El fuerte gesto de Ignacio Malcorra a la platea de Newell's tras los proyectiles que le lanzaron durante el partido
Ignacio Malcorra, ex Central y verdugo de Newell's en los clásicos, volvió al Coloso y fue recibido de manera hostil. Al salir, soltó una seña que lo dijo todo.
Ignacio Malcorra esquiva los proyectiles de los hinchas de Newell's mientras intenta ejecutar un córner.
FotoBairesEl regreso de Ignacio Malcorra al Coloso Marcelo Bielsa estuvo lejos de pasar inadvertido.
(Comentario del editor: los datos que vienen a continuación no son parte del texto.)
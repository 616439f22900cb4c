//! Audit trail
//!
//! Entries are written after the action they describe, as a separate
//! statement. A failed write is logged and swallowed; it never fails or
//! rolls back the action itself.

use std::fmt;

use serde_json::Value;

use crate::data::types::{AuditLogRow, NewAuditLog};
use crate::data::{DataError, TransactionalRepository};

/// Action tags stored in the audit log
#[derive(Debug, Clone, Copy, PartialEq, Eq)]
pub enum AuditAction {
    UserLogin,
    UserCreated,
    UserStatusChanged,
    QuestionnaireCreated,
    QuestionnaireDeleted,
    QuestionnaireAssigned,
    ReminderSent,
    AnswerSubmitted,
    SessionProgressUpdated,
}

impl AuditAction {
    pub fn as_str(&self) -> &'static str {
        match self {
            Self::UserLogin => "user_login",
            Self::UserCreated => "user_created",
            Self::UserStatusChanged => "user_status_changed",
            Self::QuestionnaireCreated => "questionnaire_created",
            Self::QuestionnaireDeleted => "questionnaire_deleted",
            Self::QuestionnaireAssigned => "questionnaire_assigned",
            Self::ReminderSent => "reminder_sent",
            Self::AnswerSubmitted => "answer_submitted",
            Self::SessionProgressUpdated => "session_progress_updated",
        }
    }
}

impl fmt::Display for AuditAction {
    fn fmt(&self, f: &mut fmt::Formatter<'_>) -> fmt::Result {
        write!(f, "{}", self.as_str())
    }
}

/// Kind of object an audit entry refers to
#[derive(Debug, Clone, Copy, PartialEq, Eq)]
pub enum AuditObject {
    User,
    Questionnaire,
    Session,
    Answer,
}

impl AuditObject {
    pub fn as_str(&self) -> &'static str {
        match self {
            Self::User => "User",
            Self::Questionnaire => "Questionnaire",
            Self::Session => "Session",
            Self::Answer => "Answer",
        }
    }
}

/// Audit entry under construction
#[derive(Debug, Clone)]
pub struct AuditEntry {
    action: AuditAction,
    actor_id: Option<String>,
    object: Option<(AuditObject, String)>,
    payload: Value,
}

impl AuditEntry {
    pub fn new(action: AuditAction) -> Self {
        Self {
            action,
            actor_id: None,
            object: None,
            payload: serde_json::json!({}),
        }
    }

    pub fn actor(mut self, actor_id: impl Into<String>) -> Self {
        self.actor_id = Some(actor_id.into());
        self
    }

    pub fn object(mut self, kind: AuditObject, id: impl Into<String>) -> Self {
        self.object = Some((kind, id.into()));
        self
    }

    pub fn payload(mut self, payload: Value) -> Self {
        self.payload = payload;
        self
    }

    fn into_new(self) -> NewAuditLog {
        let (object_type, object_id) = match self.object {
            Some((kind, id)) => (Some(kind.as_str().to_string()), Some(id)),
            None => (None, None),
        };
        NewAuditLog {
            actor_id: self.actor_id,
            action: self.action.as_str().to_string(),
            object_type,
            object_id,
            payload: self.payload,
        }
    }
}

/// Append an audit entry; failures are logged at warn and otherwise ignored
pub async fn record(repo: &dyn TransactionalRepository, entry: AuditEntry) {
    let action = entry.action;
    if let Err(e) = repo.insert_audit_log(&entry.into_new()).await {
        tracing::warn!(%action, error = %e, "Failed to write audit log entry");
    }
}

/// Audit entry rendered for the dashboard activity feed
#[derive(Debug, Clone, PartialEq)]
pub struct ActivityItem {
    pub id: i64,
    pub kind: String,
    pub title: String,
    pub description: String,
    pub timestamp: i64,
}

impl From<AuditLogRow> for ActivityItem {
    fn from(row: AuditLogRow) -> Self {
        let kind = row.action.replace('_', " ");
        let title = title_case(&kind);
        let description = format!(
            "Action performed by {}",
            row.actor_name.as_deref().unwrap_or("System")
        );
        Self {
            id: row.id,
            kind,
            title,
            description,
            timestamp: row.created_at,
        }
    }
}

/// Most recent audit entries as activity items
pub async fn recent_activity(
    repo: &dyn TransactionalRepository,
    limit: i64,
) -> Result<Vec<ActivityItem>, DataError> {
    let rows = repo.list_recent_audit_logs(limit).await?;
    Ok(rows.into_iter().map(ActivityItem::from).collect())
}

/// Uppercase the first letter of every word, lowercase the rest
fn title_case(s: &str) -> String {
    s.split(' ')
        .map(|word| {
            let mut chars = word.chars();
            match chars.next() {
                Some(first) => first
                    .to_uppercase()
                    .chain(chars.flat_map(char::to_lowercase))
                    .collect(),
                None => String::new(),
            }
        })
        .collect::<Vec<String>>()
        .join(" ")
}

#[cfg(test)]
mod tests {
    use super::*;
    use crate::data::TransactionalService;

    fn row(action: &str, actor_name: Option<&str>) -> AuditLogRow {
        AuditLogRow {
            id: 7,
            actor_id: actor_name.map(|_| "u1".to_string()),
            actor_name: actor_name.map(String::from),
            action: action.to_string(),
            object_type: None,
            object_id: None,
            payload: serde_json::json!({}),
            created_at: 1_704_067_200,
        }
    }

    #[test]
    fn test_title_case() {
        assert_eq!(title_case("user login"), "User Login");
        assert_eq!(title_case("QUESTIONNAIRE assigned"), "Questionnaire Assigned");
        assert_eq!(title_case(""), "");
    }

    #[test]
    fn test_activity_item_with_actor() {
        let item = ActivityItem::from(row("questionnaire_assigned", Some("Jane Doe")));
        assert_eq!(item.id, 7);
        assert_eq!(item.kind, "questionnaire assigned");
        assert_eq!(item.title, "Questionnaire Assigned");
        assert_eq!(item.description, "Action performed by Jane Doe");
    }

    #[test]
    fn test_activity_item_without_actor() {
        let item = ActivityItem::from(row("user_login", None));
        assert_eq!(item.description, "Action performed by System");
    }

    #[test]
    fn test_entry_into_new() {
        let new = AuditEntry::new(AuditAction::ReminderSent)
            .actor("admin")
            .object(AuditObject::User, "u1")
            .payload(serde_json::json!({"email": "a@b.c"}))
            .into_new();
        assert_eq!(new.action, "reminder_sent");
        assert_eq!(new.actor_id.as_deref(), Some("admin"));
        assert_eq!(new.object_type.as_deref(), Some("User"));
        assert_eq!(new.object_id.as_deref(), Some("u1"));
        assert_eq!(new.payload["email"], "a@b.c");
    }

    #[tokio::test]
    async fn test_record_and_read_back() {
        let db = TransactionalService::in_memory().await;
        let repo = db.repository();

        record(repo.as_ref(), AuditEntry::new(AuditAction::UserLogin)).await;
        record(
            repo.as_ref(),
            AuditEntry::new(AuditAction::QuestionnaireCreated).payload(serde_json::json!({"title": "T"})),
        )
        .await;

        let items = recent_activity(repo.as_ref(), 10).await.unwrap();
        assert_eq!(items.len(), 2);
        assert_eq!(items[0].title, "Questionnaire Created");
        assert_eq!(items[1].title, "User Login");
    }

    #[tokio::test]
    async fn test_record_failure_is_swallowed() {
        let db = TransactionalService::in_memory().await;
        let repo = db.repository();
        // Unknown actor violates the foreign key; the write fails quietly
        record(repo.as_ref(), AuditEntry::new(AuditAction::UserLogin).actor("ghost")).await;

        let items = recent_activity(repo.as_ref(), 10).await.unwrap();
        assert!(items.is_empty());
    }
}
A muy poco tiempo de haber dejado Rosario Central para firmar con Independiente, el verdugo de Newell's en los clásicos fue recibido como se preveía: silbidos, insultos y una lluvia de proyectiles que no lo dejaron jugar en paz.
Ignacio Malcorra y una noche caótica en su regreso a la cancha de Newell's
El clima hostil contra el volante de 38 años por parte de los hinchas de la Lepra comenzó desde la entrada en calor y fue subiendo de temperatura con el correr de los minutos. A los 8', el Rojo tuvo un córner y el ex Canalla se hizo cargo de la ejecución. Desde la tribuna comenzaron a volar proyectiles y el futbolista no dudó en reclamarle la situación al árbitro Ariel Zamora, que paró el partido mientras los jugadores del local se acercaban para pedirle calma a su gente.
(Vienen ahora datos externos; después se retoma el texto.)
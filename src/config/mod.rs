// Configuration module

use regex::Regex;
use serde::{Deserialize, Serialize};
use std::path::Path;

pub mod gallery;
pub mod server;

pub use gallery::{GalleryConfig, GraphicalWatermarkConfig, TextWatermarkConfig};
pub use server::{AssetsConfig, ServerConfig};

use crate::image_codec::OutputFormat;
use crate::watermark::parse_hex_color;

#[derive(Debug, Clone, Default, PartialEq, Serialize, Deserialize)]
pub struct Config {
    #[serde(default)]
    pub server: ServerConfig,
    #[serde(default)]
    pub assets: AssetsConfig,
    #[serde(default)]
    pub gallery: GalleryConfig,
}

impl Config {
    pub fn from_yaml_with_env(yaml: &str) -> Result<Self, String> {
        // Replace ${VAR_NAME} with environment variable values, outside comments
        let re = Regex::new(r"\$\{([A-Z_][A-Z0-9_]*)\}").map_err(|e| e.to_string())?;

        let mut substituted = String::with_capacity(yaml.len());
        let mut has_content = false;
        for line in yaml.lines() {
            let (content, comment) = split_yaml_comment(line);
            has_content |= !content.trim().is_empty();

            // First, check that all referenced environment variables exist
            for caps in re.captures_iter(content) {
                let var_name = &caps[1];
                std::env::var(var_name).map_err(|_| {
                    format!(
                        "Environment variable '{}' is referenced but not set",
                        var_name
                    )
                })?;
            }

            let replaced = re.replace_all(content, |caps: &regex::Captures| {
                std::env::var(&caps[1]).unwrap_or_default()
            });
            substituted.push_str(&replaced);
            substituted.push_str(comment);
            substituted.push('\n');
        }

        // An empty or comment-only document means "all defaults"
        if !has_content {
            return Ok(Config::default());
        }

        serde_yaml::from_str(&substituted).map_err(|e| e.to_string())
    }

    pub fn from_file<P: AsRef<Path>>(path: P) -> Result<Self, String> {
        let yaml = std::fs::read_to_string(path)
            .map_err(|e| format!("Failed to read config file: {}", e))?;
        Self::from_yaml_with_env(&yaml)
    }

    pub fn validate(&self) -> Result<(), String> {
        if self.server.address.trim().is_empty() {
            return Err("server.address cannot be empty".to_string());
        }

        if self.server.port == 0 {
            return Err("server.port must be > 0".to_string());
        }

        if self.server.threads == 0 {
            return Err("server.threads must be > 0".to_string());
        }

        let gallery = &self.gallery;

        if gallery.template.trim().is_empty() {
            return Err("gallery.template cannot be empty".to_string());
        }

        if !OutputFormat::is_supported(&gallery.output_format) {
            return Err(format!(
                "gallery.output_format '{}' is not supported (expected jpeg, jpg or png)",
                gallery.output_format
            ));
        }

        if !(1..=100).contains(&gallery.jpeg_quality) {
            return Err(format!(
                "gallery.jpeg_quality {} must be between 1 and 100",
                gallery.jpeg_quality
            ));
        }

        // Graphical watermark
        let graphical = &gallery.graphical;
        if graphical.base_image.trim().is_empty() {
            return Err("gallery.graphical.base_image cannot be empty".to_string());
        }
        validate_opacity("gallery.graphical.opacity", graphical.opacity)?;
        if !graphical.scale.is_finite() || graphical.scale <= 0.0 {
            return Err(format!(
                "gallery.graphical.scale {} must be a positive number",
                graphical.scale
            ));
        }

        // Text watermark
        let text = &gallery.text;
        if text.base_image.trim().is_empty() {
            return Err("gallery.text.base_image cannot be empty".to_string());
        }
        if text.font.trim().is_empty() {
            return Err("gallery.text.font cannot be empty".to_string());
        }
        validate_opacity("gallery.text.opacity", text.opacity)?;
        if !text.font_size.is_finite() || text.font_size <= 0.0 {
            return Err(format!(
                "gallery.text.font_size {} must be a positive number",
                text.font_size
            ));
        }
        if !text.rotation.is_finite() {
            return Err("gallery.text.rotation must be a finite number".to_string());
        }
        parse_hex_color(&text.color).map_err(|e| format!("gallery.text.color: {}", e))?;

        Ok(())
    }
}

/// Split a YAML line into content and trailing comment.
///
/// A comment starts at a `#` that begins the line or follows whitespace,
/// outside quoted scalars.
fn split_yaml_comment(line: &str) -> (&str, &str) {
    let mut quote: Option<char> = None;
    let mut escaped = false;
    let mut after_space = true;

    for (i, c) in line.char_indices() {
        match quote {
            Some('"') if escaped => escaped = false,
            Some('"') if c == '\\' => escaped = true,
            Some(q) if c == q => quote = None,
            Some(_) => {}
            None if after_space && (c == '"' || c == '\'') => quote = Some(c),
            None if after_space && c == '#' => return line.split_at(i),
            None => {}
        }
        after_space = c.is_whitespace();
    }

    (line, "")
}

fn validate_opacity(field: &str, opacity: f32) -> Result<(), String> {
    if !(0.0..=1.0).contains(&opacity) {
        return Err(format!(
            "{} {} must be between 0.0 and 1.0",
            field, opacity
        ));
    }
    Ok(())
}
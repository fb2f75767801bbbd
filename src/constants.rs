// Constants module - centralized default values for configuration
//
// Defaults reproduce the stock preview page: one photo with a bitmap
// copyright mark, one photo with a rotated text mark.

// =============================================================================
// Server defaults
// =============================================================================

/// Default bind address
pub const DEFAULT_ADDRESS: &str = "0.0.0.0";

/// Default listen port
pub const DEFAULT_PORT: u16 = 8080;

/// Default number of worker threads
pub const DEFAULT_THREADS: usize = 4;

// =============================================================================
// Asset defaults
// =============================================================================

/// Default directory that relative asset names are resolved against
pub const DEFAULT_ASSET_ROOT: &str = ".";

/// Default HTML template
pub const DEFAULT_TEMPLATE_PATH: &str = "templates/images.html";

/// Default encoding for embedded images
pub const DEFAULT_OUTPUT_FORMAT: &str = "jpeg";

/// Default JPEG quality (matches the stdlib encoders' default of 75)
pub const DEFAULT_JPEG_QUALITY: u8 = 75;

// =============================================================================
// Graphical watermark defaults
// =============================================================================

/// Base photo for the graphical watermark
pub const DEFAULT_GRAPHICAL_BASE_IMAGE: &str = "image.jpg";

/// Bitmap watermark
pub const DEFAULT_WATERMARK_IMAGE: &str = "FG-copyright-mini.png";

/// Bitmap watermark scale (1.0 = no resize)
pub const DEFAULT_WATERMARK_SCALE: f32 = 1.0;

// =============================================================================
// Text watermark defaults
// =============================================================================

/// Base photo for the text watermark
pub const DEFAULT_TEXT_BASE_IMAGE: &str = "zerkalo-ozera.jpg";

/// Watermark text
pub const DEFAULT_WATERMARK_TEXT: &str = "пятаяпередача.рф";

/// Font file for the text watermark
pub const DEFAULT_FONT_PATH: &str = "Nunito-Medium.ttf";

/// Font size in points
pub const DEFAULT_FONT_SIZE: f32 = 35.0;

/// Text color (#RRGGBBAA)
pub const DEFAULT_TEXT_COLOR: &str = "#EFFA17FF";

/// Text rotation in degrees
pub const DEFAULT_TEXT_ROTATION: f32 = -29.5;

// =============================================================================
// Shared watermark defaults
// =============================================================================

/// Watermark opacity
pub const DEFAULT_OPACITY: f32 = 0.6;
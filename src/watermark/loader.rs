//! Image loading: named resource → decoded RGBA buffer.

use super::WatermarkError;
use crate::resource::ResourceReader;
use image::io::Reader as ImageReader;
use image::{DynamicImage, RgbaImage};
use std::io::Cursor;

/// Read a resource and decode it into an RGBA image.
///
/// The format is detected from the data, not the name.
pub fn load_image(reader: &dyn ResourceReader, name: &str) -> Result<RgbaImage, WatermarkError> {
    let data = reader.read(name)?;
    let image = decode_image(&data).map_err(|e| match e {
        WatermarkError::DecodeError(msg) => WatermarkError::DecodeError(format!("{name}: {msg}")),
        other => other,
    })?;

    tracing::debug!(
        resource = name,
        width = image.width(),
        height = image.height(),
        "Decoded image"
    );

    Ok(image.to_rgba8())
}

/// Decode image data into a DynamicImage
pub fn decode_image(data: &[u8]) -> Result<DynamicImage, WatermarkError> {
    ImageReader::new(Cursor::new(data))
        .with_guessed_format()
        .map_err(|e| WatermarkError::DecodeError(e.to_string()))?
        .decode()
        .map_err(|e| WatermarkError::DecodeError(e.to_string()))
}
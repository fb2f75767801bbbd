//! Bitmap watermark: a decoded image drawn centered over the base.

use super::compositor::{center_offset, draw_over};
use super::loader::load_image;
use super::style::{Styled, WatermarkStyle};
use super::WatermarkError;
use crate::resource::ResourceReader;
use fast_image_resize::{FilterType, Image, PixelType, ResizeAlg, Resizer};
use image::RgbaImage;
use std::num::NonZeroU32;

/// Watermark made from an image resource.
#[derive(Debug, Clone, PartialEq)]
pub struct GraphicalWatermark {
    style: WatermarkStyle,
    path: String,
    scale: f32,
}

impl GraphicalWatermark {
    pub fn new(style: WatermarkStyle, path: impl Into<String>, scale: f32) -> Self {
        Self {
            style,
            path: path.into(),
            scale,
        }
    }

    /// Resource name of the watermark image. Empty means "no watermark".
    pub fn path(&self) -> &str {
        &self.path
    }

    pub fn scale(&self) -> f32 {
        self.scale
    }

    /// Return a copy of `base` with the watermark drawn over its center.
    ///
    /// The watermark is resized by `scale` first unless the scale is exactly
    /// 1. Per-pixel alpha of the watermark is honored; the style opacity is
    /// not applied to bitmap watermarks.
    pub fn apply_to_image(
        &self,
        base: &RgbaImage,
        reader: &dyn ResourceReader,
    ) -> Result<RgbaImage, WatermarkError> {
        let mut output = base.clone();

        if self.path.is_empty() {
            return Ok(output);
        }

        let mut watermark = load_image(reader, &self.path)?;

        if self.scale != 1.0 {
            watermark = scale_watermark(&watermark, self.scale)?;
        }

        let position = center_offset(
            base.width(),
            base.height(),
            watermark.width(),
            watermark.height(),
        );

        tracing::debug!(
            watermark = %self.path,
            width = watermark.width(),
            height = watermark.height(),
            x = position.x,
            y = position.y,
            "Drawing graphical watermark"
        );

        draw_over(&mut output, &watermark, position);
        Ok(output)
    }
}

impl Styled for GraphicalWatermark {
    fn style(&self) -> &WatermarkStyle {
        &self.style
    }
}

/// Resize the watermark by `scale` with bilinear filtering.
///
/// Target dimensions truncate (`(width * scale) as u32`).
fn scale_watermark(watermark: &RgbaImage, scale: f32) -> Result<RgbaImage, WatermarkError> {
    if !scale.is_finite() || scale <= 0.0 {
        return Err(WatermarkError::ResizeError(format!(
            "Scale must be positive, got {}",
            scale
        )));
    }

    let target_w = (watermark.width() as f32 * scale) as u32;
    let target_h = (watermark.height() as f32 * scale) as u32;

    let src_width = NonZeroU32::new(watermark.width())
        .ok_or_else(|| WatermarkError::ResizeError("Source width is 0".to_string()))?;
    let src_height = NonZeroU32::new(watermark.height())
        .ok_or_else(|| WatermarkError::ResizeError("Source height is 0".to_string()))?;
    let dst_width = NonZeroU32::new(target_w)
        .ok_or_else(|| WatermarkError::ResizeError("Target width is 0".to_string()))?;
    let dst_height = NonZeroU32::new(target_h)
        .ok_or_else(|| WatermarkError::ResizeError("Target height is 0".to_string()))?;

    let src_image = Image::from_vec_u8(
        src_width,
        src_height,
        watermark.as_raw().clone(),
        PixelType::U8x4,
    )
    .map_err(|e| WatermarkError::ResizeError(format!("Failed to create source image: {:?}", e)))?;

    let mut dst_image = Image::new(dst_width, dst_height, PixelType::U8x4);

    let mut resizer = Resizer::new(ResizeAlg::Convolution(FilterType::Bilinear));
    resizer
        .resize(&src_image.view(), &mut dst_image.view_mut())
        .map_err(|e| WatermarkError::ResizeError(format!("Resize operation failed: {:?}", e)))?;

    RgbaImage::from_raw(target_w, target_h, dst_image.into_vec())
        .ok_or_else(|| WatermarkError::ResizeError("Failed to create output image buffer".to_string()))
}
Lejos de apaciguarse, el ambiente volvió a desbordarse minutos después. Nuevamente cayeron objetos cerca de Nacho y esta vez el hecho fue más grave: un pedazo de palo de escoba aterrizó a metros del futbolista, que protestó de manera inmediata y el árbitro convocó a los efectivos de seguridad con el fin de resolver la situación
El gesto del ex Central a la platea leprosa tras ser reemplazado
Ya sobre el cierre y cuando el partido todavía estaba 1-0 en favor de Independiente (el resultado final fue 1-1) Gustavo Quinteros decidió reemplazar a Malcorra por Ignacio Pusetto. Pero antes de sentarse en el banco, el volante tuvo su momento de "venganza": miró fijo a la platea leprosa y, a modo de provocación, dejó un gesto que lo dijo todo.
Lo cierto es que Malcorra supo ganarse un lugar especial en Central y eso explica, en parte, la bronca que despertó en Newell's la visita de su gran verdugo (marcó dos goles decisivos -uno de tiro libre en el Gigante y otro en el Coloso- que sentenciaron clásicos). Por eso, su vuelta no podía ser una noche más.